── DATA EXTRACTS ──

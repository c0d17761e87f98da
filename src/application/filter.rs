use crate::domain::{DirEntry, SessionInfo, Worktree, sanitize_worktree_name};

const EXACT_PREFERRED: i64 = 1_000_000;
const EXACT_OTHER: i64 = 950_000;
const PREFIX_PREFERRED: i64 = 900_000;
const PREFIX_OTHER: i64 = 850_000;
const MATCH_POINTS: i64 = 100;
const ADJACENT_BONUS: i64 = 35;
const ALIGNED_BONUS: i64 = 20;
const LEADING_BONUS: i64 = 15;

/// Scores one field against an already lowercased pattern.
pub fn score_field(text: &str, pattern: &str, preferred: bool) -> Option<i64> {
    let text = text.to_lowercase();
    if text == pattern {
        return Some(if preferred { EXACT_PREFERRED } else { EXACT_OTHER });
    }
    if text.starts_with(pattern) {
        return Some(if preferred {
            PREFIX_PREFERRED
        } else {
            PREFIX_OTHER
        });
    }
    subsequence_score(&text, pattern)
}

fn subsequence_score(text: &str, pattern: &str) -> Option<i64> {
    let pattern_chars: Vec<char> = pattern.chars().collect();
    if pattern_chars.is_empty() {
        return None;
    }

    let mut score = 0i64;
    let mut pattern_index = 0usize;
    let mut previous_match: Option<usize> = None;
    let mut text_len = 0usize;

    for (position, character) in text.chars().enumerate() {
        text_len = position + 1;
        if pattern_index >= pattern_chars.len() || character != pattern_chars[pattern_index] {
            continue;
        }

        score += MATCH_POINTS;
        if previous_match.is_some_and(|previous| previous + 1 == position) {
            score += ADJACENT_BONUS;
        }
        if position == pattern_index {
            score += ALIGNED_BONUS;
        }
        if position == 0 {
            score += LEADING_BONUS;
        }
        previous_match = Some(position);
        pattern_index += 1;
    }

    if pattern_index < pattern_chars.len() {
        return None;
    }

    let gap = i64::try_from(text_len.saturating_sub(pattern_chars.len())).unwrap_or(i64::MAX);
    Some(score.saturating_sub(gap))
}

fn best_of(fields: &[(&str, bool)], pattern: &str) -> Option<i64> {
    fields
        .iter()
        .filter_map(|(text, preferred)| score_field(text, pattern, *preferred))
        .max()
}

fn normalized_query(query: &str) -> Option<String> {
    let trimmed = query.trim();
    if trimmed.is_empty() {
        return None;
    }
    Some(trimmed.to_lowercase())
}

/// Keeps matching items ordered by score, ties in input order. An empty
/// query returns the input as is.
pub fn rank<T, F>(items: &[T], query: &str, score: F) -> Vec<T>
where
    T: Clone,
    F: Fn(&T, &str) -> Option<i64>,
{
    let Some(pattern) = normalized_query(query) else {
        return items.to_vec();
    };

    let mut scored: Vec<(i64, &T)> = items
        .iter()
        .filter_map(|item| score(item, &pattern).map(|value| (value, item)))
        .collect();
    scored.sort_by(|left, right| right.0.cmp(&left.0));
    scored.into_iter().map(|(_, item)| item.clone()).collect()
}

pub fn score_dir(entry: &DirEntry, pattern: &str) -> Option<i64> {
    let path = entry.path.to_string_lossy();
    best_of(&[(entry.name.as_str(), true), (path.as_ref(), false)], pattern)
}

pub fn score_worktree(worktree: &Worktree, pattern: &str) -> Option<i64> {
    let direct = best_of(
        &[
            (worktree.name.as_str(), true),
            (worktree.branch.as_str(), true),
        ],
        pattern,
    );
    let sanitized_branch = sanitize_worktree_name(&worktree.branch);
    let sanitized_pattern = sanitize_worktree_name(pattern);
    let sanitized = score_field(&sanitized_branch, &sanitized_pattern, true);
    direct.max(sanitized)
}

pub fn score_tool(tool: &String, pattern: &str) -> Option<i64> {
    score_field(tool, pattern, true)
}

pub fn score_session(session: &SessionInfo, pattern: &str) -> Option<i64> {
    let dir = session.dir_path.to_string_lossy();
    best_of(
        &[
            (session.name.as_str(), true),
            (dir.as_ref(), false),
            (session.project.as_deref().unwrap_or_default(), false),
            (session.branch.as_deref().unwrap_or_default(), false),
            (session.tool.as_str(), false),
        ],
        pattern,
    )
}

/// Ranked projects; each kept entry carries its score.
pub fn filter_dirs(dirs: &[DirEntry], query: &str) -> Vec<DirEntry> {
    let Some(pattern) = normalized_query(query) else {
        return dirs.to_vec();
    };
    rank(dirs, query, score_dir)
        .into_iter()
        .map(|mut entry| {
            entry.score = score_dir(&entry, &pattern).unwrap_or_default();
            entry
        })
        .collect()
}

pub fn filter_worktrees(worktrees: &[Worktree], query: &str) -> Vec<Worktree> {
    rank(worktrees, query, score_worktree)
}

pub fn filter_tools(tools: &[String], query: &str) -> Vec<String> {
    rank(tools, query, score_tool)
}

pub fn filter_sessions(sessions: &[SessionInfo], query: &str) -> Vec<SessionInfo> {
    rank(sessions, query, score_session)
}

───

TASK DETAILS » Show each line from the material above where the string "position" can be found.

YOUR SOLUTION »
    for (position, character) in text.chars().enumerate() {
        text_len = position + 1;
        if previous_match.is_some_and(|previous| previous + 1 == position) {
        if position == pattern_index {
        if position == 0 {
        previous_match = Some(position);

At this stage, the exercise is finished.